Neo4j Integration¶
This document describes the Neo4j graph database integration for Pygrad, which allows converting Python repository API documentation into a queryable knowledge graph.
Overview¶
The Neo4j integration provides an alternative to the XML-based output format. Instead of generating hierarchical XML documents, the repository data is stored as a graph database with nodes representing entities (classes, functions, methods, examples) and edges representing their relationships.
Architecture¶
Node Types¶
Class Nodes¶
Represent Python classes extracted from the repository.
Label: Class
Properties:
- name: Class name (e.g., "PythonRepositoryProcessor")
- api_path: Fully qualified API path (e.g., "pygrad.processor.processor.PythonRepositoryProcessor")
- description: Class docstring/description
- init_parameters: Initialization parameters as string
- init_description: Description of initialization method
Function Nodes¶
Represent standalone functions (not class methods).
Label: Function
Properties:
- name: Function name
- api_path: Fully qualified API path
- description: Function docstring/description
- header: Function signature (e.g., "def process_repository(path, output_file)")
- output: Return type annotation if available
Method Nodes¶
Represent class methods.
Label: Method
Properties:
- name: Method name
- api_path: Fully qualified API path including class
- description: Method docstring/description
- header: Method signature
- output: Return type annotation if available
Example Nodes¶
Represent usage examples extracted from the repository (tests, documentation, examples).
Label: Example
Properties:
- id: Unique identifier (generated from source_file:line:code_hash)
- source_file: File path where example was found
- example_type: Type of example (e.g., "function_call", "class_instantiation", "method_call")
- line: Line number in source file
- variable: Variable name if applicable
- header: Function/method header if applicable
- source_code: The actual example code
Deduplication: Examples are deduplicated based on their unique ID. If the same example is used by multiple entities, they all reference the same Example node.
Relationships¶
CONTAINS¶
Links classes to their methods.
HAS_EXAMPLE¶
Links classes, functions, and methods to usage examples.
(:Class)-[:HAS_EXAMPLE]->(:Example)
(:Function)-[:HAS_EXAMPLE]->(:Example)
(:Method)-[:HAS_EXAMPLE]->(:Example)
Implementation¶
Core Components¶
Neo4jGraphConverter¶
Located in src/pygrad/processor/neo4j_graph.py.
Main class responsible for: - Managing Neo4j database connection - Creating nodes with proper constraints - Handling example deduplication - Creating relationships between entities
Key Methods:
save_repository_graph(): Main entry point for saving graph data_create_class_node(): Creates Class nodes_create_function_node(): Creates Function nodes_create_method_node(): Creates Method nodes and CONTAINS relationships_create_example_node(): Creates or merges Example nodes (with deduplication)_create_example_relationship(): Creates HAS_EXAMPLE relationships
PythonRepositoryProcessor.save_repository_to_neo4j()¶
Located in src/pygrad/processor/processor.py.
High-level method that wraps the Neo4j converter, providing a simple interface for saving repository data.
process_repository_to_neo4j()¶
Located in src/pygrad/processor/processor.py.
Convenience function that: 1. Processes repository using tree-sitter 2. Extracts usage examples 3. Saves everything to Neo4j in one call
Example Deduplication Strategy¶
Examples are identified using a composite key:
The Neo4j MERGE operation ensures that examples with the same ID are not duplicated.

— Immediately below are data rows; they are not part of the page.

use std::ptr::NonNull;

#[cfg(unix)]
mod os {
    use core::ffi::c_void;

    const PROT_READ_WRITE: i32 = 0x1 | 0x2;
    #[cfg(target_os = "linux")]
    const MAP_PRIVATE_ANON: i32 = 0x02 | 0x20;
    #[cfg(not(target_os = "linux"))]
    const MAP_PRIVATE_ANON: i32 = 0x02 | 0x1000;

    unsafe extern "C" {
        fn mmap(addr: *mut c_void, len: usize, prot: i32, flags: i32, fd: i32, off: isize) -> *mut c_void;
        fn munmap(addr: *mut c_void, len: usize) -> i32;
    }

    /// Zero-filled private mapping, null on failure.
    ///
    /// # Safety
    /// `len` must be non-zero.
    pub unsafe fn anonymous_mmap(len: usize) -> *mut u8 {
        // SAFETY: anonymous mapping, no fd, kernel picks the address
        let p = unsafe { mmap(core::ptr::null_mut(), len, PROT_READ_WRITE, MAP_PRIVATE_ANON, -1, 0) };
        // MAP_FAILED
        if p as isize == -1 { core::ptr::null_mut() } else { p.cast() }
    }

    /// # Safety
    /// `ptr`/`len` must describe one live mapping from `anonymous_mmap`.
    pub unsafe fn anonymous_munmap(ptr: *mut u8, len: usize) {
        // SAFETY: contract of the caller
        let rc = unsafe { munmap(ptr.cast(), len) };
        debug_assert_eq!(rc, 0, "munmap of {len} bytes failed");
    }
}

#[cfg(not(unix))]
mod fallback {
    use std::alloc::{self, Layout};

    use super::OS_PAGE_SIZE;

    pub fn layout(len: usize) -> Option<Layout> {
        Layout::from_size_align(len, OS_PAGE_SIZE).ok()
    }

    /// # Safety
    /// `len` must be non-zero; null must be checked
    pub unsafe fn anonymous_mmap(len: usize) -> *mut u8 {
        match layout(len) {
            // SAFETY: layout has non-zero size
            Some(layout) => unsafe { alloc::alloc_zeroed(layout) },
            None => core::ptr::null_mut(),
        }
    }

    /// # Safety
    /// must come from `anonymous_mmap` with the same length
    pub unsafe fn anonymous_munmap(ptr: *mut u8, len: usize) {
        if let Some(layout) = layout(len) {
            // SAFETY: contract of the caller
            unsafe { alloc::dealloc(ptr, layout) };
        }
    }
}

#[cfg(not(unix))]
use fallback as os;

pub const OS_PAGE_SIZE: usize = 4096;

/// Maps `size` bytes of zeroed, page aligned memory.
#[must_use]
pub fn map_memory(size: usize) -> Option<NonNull<u8>> {
    if size == 0 {
        return None;
    }
    // SAFETY: size is non-zero, the result is null checked
    let ptr = unsafe { os::anonymous_mmap(size) };
    NonNull::new(ptr)
}

/// # Safety
/// `ptr` must come from [`map_memory`] called with the same `size`,
/// and nothing may reference the range afterwards.
pub unsafe fn unmap_memory(ptr: NonNull<u8>, size: usize) {
    // SAFETY: contract of the caller
    unsafe { os::anonymous_munmap(ptr.as_ptr(), size) };
}

/// Address of a local in the caller's frame, an approximation of the
/// current stack pointer. Stacks grow toward lower addresses.
#[inline(never)]
pub fn approx_sp() -> usize {
    let marker = 0u8;
    std::hint::black_box(&marker) as *const u8 as usize
}

#[cfg(test)]
mod tests {
    use super::*;

    #[test]
    fn mapped_memory_is_zeroed_and_page_aligned() {
        let size = 4 * OS_PAGE_SIZE;
        let ptr = map_memory(size).expect("mapping should succeed");
        assert_eq!(ptr.as_ptr() as usize % OS_PAGE_SIZE, 0);

        // SAFETY: freshly mapped range of `size` bytes
        let bytes = unsafe { std::slice::from_raw_parts(ptr.as_ptr(), size) };
        assert!(bytes.iter().all(|&b| b == 0), "mapping must be zero filled");

        // SAFETY: mapped above with the same size
        unsafe { unmap_memory(ptr, size) };
    }

    #[test]
    fn zero_sized_mapping_is_refused() {
        assert!(map_memory(0).is_none());
    }

    #[test]
    fn approx_sp_moves_down_in_nested_frames() {
        #[inline(never)]
        fn nested() -> usize {
            let pad = [0u8; 256];
            std::hint::black_box(&pad);
            approx_sp()
        }
        let outer = approx_sp();
        let inner = nested();
        assert!(inner < outer, "deeper frames must have lower addresses");
    }
}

When multiple entities reference the same example, they all create relationships to the same Example node.
Usage¶
Basic Usage¶
import asyncio
from pygrad.processor.processor import process_repository_to_neo4j
async def main():
stats = await process_repository_to_neo4j(
repository_path="/path/to/repo",
neo4j_uri="bolt://localhost:7687",
neo4j_username="neo4j",
neo4j_password="password",
database="neo4j",
clear_existing=True
)
print(f"Created {stats['classes']} classes")

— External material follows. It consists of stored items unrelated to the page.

//! Persistent cart store.
//!
//! Wraps the pure [`Cart`] with durable client storage and an observer
//! list, replacing the ambient context the storefront originally leaned
//! on. Lifecycle: construct, `init()` once to load persisted state,
//! then mutate; every mutation writes through to storage after the
//! in-memory update and notifies subscribers.

use exd_store::{Storage, StorageExt};

use crate::cart::Cart;
use crate::catalog::Product;
use crate::error::CommerceError;
use crate::money::Money;

/// Storage key for the cart contents.
pub const CART_KEY: &str = "exd:cart";

/// Storage key for the "requires invoice" checkout preference.
pub const REQUIRES_INVOICE_KEY: &str = "exd:requires-invoice";

/// Callback invoked after every cart mutation.
pub type CartListener = Box<dyn Fn(&Cart)>;

/// The session's cart plus its persistence and observers.
pub struct CartStore<S: Storage> {
    storage: S,
    cart: Cart,
    requires_invoice: bool,
    loaded: bool,
    listeners: Vec<CartListener>,
}

impl<S: Storage> CartStore<S> {
    /// Create a store over a storage backend. The cart stays empty and
    /// unwritable until [`CartStore::init`] runs.
    pub fn new(storage: S) -> Self {
        Self {
            storage,
            cart: Cart::new(),
            requires_invoice: false,
            loaded: false,
            listeners: Vec::new(),
        }
    }

    /// Load persisted state. Must complete before any mutation so a
    /// transient empty cart never clobbers previously persisted data.
    ///
    /// A payload that no longer deserializes is treated as absent: the
    /// session starts with an empty cart rather than failing the whole
    /// storefront.
    pub fn init(&mut self) -> Result<(), CommerceError> {
        self.cart = match self.storage.get_json(CART_KEY) {
            Ok(Some(cart)) => cart,
            Ok(None) => Cart::new(),
            Err(e) => {
                tracing::warn!(error = %e, "discarding malformed persisted cart");
                Cart::new()
            }
        };
        self.requires_invoice = match self.storage.get_json(REQUIRES_INVOICE_KEY) {
            Ok(Some(flag)) => flag,
            Ok(None) => false,
            Err(e) => {
                tracing::warn!(error = %e, "discarding malformed invoice preference");
                false
            }
        };
        self.loaded = true;
        tracing::debug!(lines = self.cart.line_count(), "cart store initialized");
        Ok(())
    }

    /// Whether the initial load has completed.
    pub fn is_loaded(&self) -> bool {
        self.loaded
    }

    /// Register an observer notified after every mutation.
    pub fn subscribe(&mut self, listener: impl Fn(&Cart) + 'static) {
        self.listeners.push(Box::new(listener));
    }

    /// Add a product, merging into an existing line for the same
    /// product id.
    pub fn add(&mut self, product: Product, quantity: u32) -> Result<(), CommerceError> {
        self.mutate(|cart| {
            tracing::debug!(product = %product.id, quantity, "cart add");
            cart.add(product, quantity);
        })
    }

    /// Remove the line at `index`.
    pub fn remove(&mut self, index: usize) -> Result<(), CommerceError> {
        self.mutate(|cart| {
            tracing::debug!(index, "cart remove");
            cart.remove(index);
        })
    }

    /// Overwrite a line's quantity; out-of-range values are ignored.
    pub fn set_quantity(&mut self, index: usize, quantity: u32) -> Result<(), CommerceError> {
        self.mutate(|cart| {
            tracing::debug!(index, quantity, "cart set quantity");
            cart.set_quantity(index, quantity);
        })
    }

    /// Empty the cart.
    pub fn clear(&mut self) -> Result<(), CommerceError> {
        self.mutate(|cart| {
            tracing::debug!("cart cleared");
            cart.clear();
        })
    }

    /// Set the "requires invoice" checkout preference.
    pub fn set_requires_invoice(&mut self, value: bool) -> Result<(), CommerceError> {
        self.ensure_loaded()?;
        self.requires_invoice = value;
        self.storage.set_json(REQUIRES_INVOICE_KEY, &value)?;
        Ok(())
    }

    /// Whether checkout must collect the billing block.
    pub fn requires_invoice(&self) -> bool {
        self.requires_invoice
    }

    /// The cart state.
    pub fn cart(&self) -> &Cart {
        &self.cart
    }

    /// Cart total. Empty cart -> 0.
    pub fn total(&self) -> Money {
        self.cart.total()
    }

    /// Number of distinct lines.
    pub fn line_count(&self) -> usize {
        self.cart.line_count()
    }

    /// The underlying storage backend, shared with the checkout flow
    /// for the order snapshot.
    pub fn storage(&self) -> &S {
        &self.storage
    }

    fn ensure_loaded(&self) -> Result<(), CommerceError> {
        if self.loaded {
            Ok(())
        } else {
            Err(CommerceError::StoreNotInitialized)
        }
    }

    /// Apply a mutation, then persist and notify. Persistence is
    /// sequenced after the in-memory update it reflects.
    fn mutate(&mut self, f: impl FnOnce(&mut Cart)) -> Result<(), CommerceError> {
        self.ensure_loaded()?;
        f(&mut self.cart);
        self.persist()?;
        for listener in &self.listeners {
            listener(&self.cart);
        }
        Ok(())
    }

    fn persist(&self) -> Result<(), CommerceError> {
        self.storage.set_json(CART_KEY, &self.cart)?;
        Ok(())
    }
}

#[cfg(test)]
mod tests {
    use super::*;
    use crate::ids::ProductId;
    use exd_store::MemoryStorage;
    use std::cell::Cell;
    use std::rc::Rc;

    fn product(id: &str, price: i64) -> Product {
        Product {
            id: ProductId::new(id),
            name: format!("Producto {}", id),
            price: Money::new(price),
            category: "teclados".to_string(),
            description: String::new(),
            images: vec![],
            offer: None,
        }
    }

    #[test]
    fn test_mutation_before_init_is_rejected() {
        let mut store = CartStore::new(MemoryStorage::new());
        let err = store.add(product("p-1", 1000), 1).unwrap_err();
        assert!(matches!(err, CommerceError::StoreNotInitialized));
    }

    #[test]
    fn test_persists_across_reload() {
        let storage = MemoryStorage::new();

        let mut store = CartStore::new(&storage);
        store.init().unwrap();
        store.add(product("p-1", 19990), 2).unwrap();

        // A fresh store over the same backend sees the same cart.
        let mut reloaded = CartStore::new(&storage);
        reloaded.init().unwrap();
        assert_eq!(reloaded.line_count(), 1);
        assert_eq!(reloaded.total(), Money::new(39980));
    }

    #[test]
    fn test_init_survives_malformed_payload() {
        let storage = MemoryStorage::new();
        storage.write(CART_KEY, "{definitely not a cart").unwrap();

        let mut store = CartStore::new(&storage);
        store.init().unwrap();
        assert_eq!(store.line_count(), 0);
    }

    #[test]
    fn test_requires_invoice_roundtrip() {
        let storage = MemoryStorage::new();

        let mut store = CartStore::new(&storage);
        store.init().unwrap();
        assert!(!store.requires_invoice());
        store.set_requires_invoice(true).unwrap();

        let mut reloaded = CartStore::new(&storage);
        reloaded.init().unwrap();
        assert!(reloaded.requires_invoice());
    }

    #[test]
    fn test_listeners_notified_on_mutation() {
        let mut store = CartStore::new(MemoryStorage::new());
        store.init().unwrap();

        let count = Rc::new(Cell::new(0usize));
        let seen = Rc::clone(&count);
        store.subscribe(move |cart| {
            seen.set(seen.get() + 1);
            assert!(cart.line_count() <= 1);
        });

        store.add(product("p-1", 1000), 1).unwrap();
        store.set_quantity(0, 3).unwrap();
        store.clear().unwrap();

        assert_eq!(count.get(), 3);
    }

    #[test]
    fn test_clear_persists_empty_cart() {
        let storage = MemoryStorage::new();

        let mut store = CartStore::new(&storage);
        store.init().unwrap();
        store.add(product("p-1", 1000), 1).unwrap();
        store.clear().unwrap();

        let mut reloaded = CartStore::new(&storage);
        reloaded.init().unwrap();
        assert!(reloaded.cart().is_empty());
    }
}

print(f"Created {stats['functions']} functions")
print(f"Created {stats['methods']} methods")
print(f"Created {stats['examples']} examples")
print(f"Created {stats['relationships']} relationships")
asyncio.run(main())
Advanced Usage¶
from pygrad.processor.processor import PythonRepositoryProcessor
from pygrad.processor.example_extractor import extract_examples_from_repository
# Process repository data
processor = PythonRepositoryProcessor("/path/to/repo")
classes, functions = processor.process_repository_data()
# Extract examples
api_usage_groups = extract_examples_from_repository(
"/path/to/repo", processor.analysis_results
)
processor._merge_examples_into_data(classes, functions, api_usage_groups)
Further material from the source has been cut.